Severe acne (including acne conglobata, a particularly nasty deep-cystic form) can also produce a notably strong odor because the bacterial infections are more extensive and you start getting sulfur compounds involved, which add their own delightful top notes to the whole experience.
Best Treatment For Blackheads
- Salicylic acid is probably your best friend for blackheads specifically. It’s oil-soluble, meaning it can actually get inside the follicle and dissolve the sebum plug rather than just cleaning the surface of the skin. This is the only exfoliant who can do that. Glycolic acid and co just don’t do anything for pores or address the bad smell. This is by far the most effective treatment.
- Benzoyl peroxide goes after the bacteria directly – it releases oxygen into the follicle, which is toxic to the anaerobic C. acnes that’s running your personal cheese operation. Lower concentrations work just as well as higher ones, usually with less irritation, so don’t feel like you need to go nuclear.
- Regular cleansing – gentle cleanser, consistent, not aggressive – reduces the amount of oil and dead skin cells available to cause problems. The trap people fall into is over-washing, which strips the skin barrier and causes the oil glands to compensate by producing even more sebum. Your skin is petty like that.
In case you’re wondering, other acne treatments like tea tree oil, oral antibiotics, and retinoids generally reduce acne, but they don’t get inside the pores, so they wouldn’t be the most appropriate treatment for this. As for home remedies, don’t bother. You’re just hurting your skin.
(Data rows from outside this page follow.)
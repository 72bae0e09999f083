//! Shared test utilities.
//!
//! Helpers for spinning up an in-memory database and stocking it with
//! catalog rows at sensible defaults.

#![allow(clippy::expect_used)]

use crate::{
    core::{
        category, ingredient,
        product::{self, ProductDraft},
        recipe,
        sale::SaleDraft,
    },
    entities,
    errors::Result,
};
use rust_decimal::Decimal;
use sea_orm::{ActiveModelTrait, DatabaseConnection, Set};

/// Creates an in-memory `SQLite` database with all tables and indexes,
/// the starting point of every integration test.
pub async fn setup_test_db() -> Result<DatabaseConnection> {
    let db = sea_orm::Database::connect("sqlite::memory:").await?;
    crate::config::database::create_tables(&db).await?;
    crate::config::database::create_indexes(&db).await?;
    Ok(db)
}

/// Parses a decimal literal. Panics on malformed test input.
pub fn dec(s: &str) -> Decimal {
    s.parse().expect("malformed decimal literal in test")
}

/// Inserts a user row directly; user management has no core operations.
pub async fn create_test_user(
    db: &DatabaseConnection,
    username: &str,
) -> Result<entities::user::Model> {
    entities::user::ActiveModel {
        username: Set(username.to_string()),
        full_name: Set(format!("{username} (test)")),
        created_at: Set(chrono::Utc::now()),
        ..Default::default()
    }
    .insert(db)
    .await
    .map_err(Into::into)
}

/// Creates a test category with no description.
pub async fn create_test_category(
    db: &DatabaseConnection,
    name: &str,
) -> Result<entities::category::Model> {
    category::create_category(db, name.to_string(), None).await
}

/// Creates a test ingredient with sensible defaults.
///
/// # Arguments
/// * `db` - Database connection
/// * `name` - Ingredient name
/// * `unit_cost` - Cost per unit as a decimal literal
///
/// # Defaults
/// * `unit_of_measure`: kilogram
pub async fn create_test_ingredient(
    db: &DatabaseConnection,
    name: &str,
    unit_cost: &str,
) -> Result<entities::ingredient::Model> {
    ingredient::create_ingredient(
        db,
        name.to_string(),
        None,
        dec(unit_cost),
        entities::UnitOfMeasure::Kilogram,
    )
    .await
}

/// Creates a visible test product with sensible defaults.
///
/// # Defaults
/// * `base_price`: 450.00
/// * no category, no recipe, no tags
pub async fn create_test_product(
    db: &DatabaseConnection,
    name: &str,
    created_by: i64,
) -> Result<entities::product::Model> {
    product::create_product(
        db,
        ProductDraft {
            name: name.to_string(),
            base_price: Some(dec("450.00")),
            visible: true,
            ..Default::default()
        },
        created_by,
    )
    .await
}

/// Creates a test product filed under the given category.
pub async fn create_test_product_in_category(
    db: &DatabaseConnection,
    name: &str,
    category_id: i64,
    created_by: i64,
) -> Result<entities::product::Model> {
    product::create_product(
        db,
        ProductDraft {
            name: name.to_string(),
            base_price: Some(dec("450.00")),
            visible: true,
            category_id: Some(category_id),
            ..Default::default()
        },
        created_by,
    )
    .await
}

/// Builds a sale draft at the default test price of 450.00 per unit.
pub fn draft_sale(product_id: i64, quantity: i32) -> SaleDraft {
    SaleDraft {
        product_id,
        quantity,
        unit_price: dec("450.00"),
        ..Default::default()
    }
}

/// Sets up a complete test environment with a registered user.
/// Returns (db, user) for common test scenarios.
pub async fn setup_with_user() -> Result<(DatabaseConnection, entities::user::Model)> {
    let db = setup_test_db().await?;
    let user = create_test_user(&db, "staff").await?;
    Ok((db, user))
}

/// Sets up a "Chocolate Cake" product whose recipe uses 2 kg of "Flour" at
/// 25.00 per kilogram. Returns (product, ingredient) for snapshot tests.
pub async fn setup_recipe_product(
    db: &DatabaseConnection,
    created_by: i64,
) -> Result<(entities::product::Model, entities::ingredient::Model)> {
    let flour = create_test_ingredient(db, "Flour", "25.00").await?;
    let cake = create_test_product(db, "Chocolate Cake", created_by).await?;
    recipe::add_recipe_entry(db, cake.id, flour.id, dec("2")).await?;
    Ok((cake, flour))
}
Best skin care products with salicylic acid:
- Drunk Elephant T.L.C. Framboois Glycolic Night Serum: A lightweight serum with Glycolic Acid and Salicylic Acid to lighten dark spots and heal pimples. Available at Cult Beauty and SpaceNK
- Paula’s Choice Skin Perfecting 2% BHA Liquid Exfoliant ($29.00): The gold standard for acne exfoliation, it has a tacky texture that heals and prevents pimples. Available at Paula’s Choice and Selfridges
- The Ordinary Salicylic Acid 2%: The cheaper Salicylic Acid exfoliant out there. The texture isn’t too pleasant, but it does the job. Available at Beauty Bay and Cult Beauty
The Bottom Line
Your blackheads smell like cheese because your pores contain bacteria from the same family that makes Swiss cheese, and those bacteria have been fermenting your sebum in an oxygen-free environment, producing the exact same volatile acids that give aged cheese its smell. Plus your skin fat is oxidising on top of that. It is genuinely one of those facts that once you know it, you cannot unknow it, and I apologise for ruining both blackhead extraction and cheese for you simultaneously. You’re not dirty. It’s not poor hygiene. That foul odor is not your fault. You are just a warm, sebum-producing human being with a thriving microbial ecosystem on your face, and honestly? That’s kind of amazing.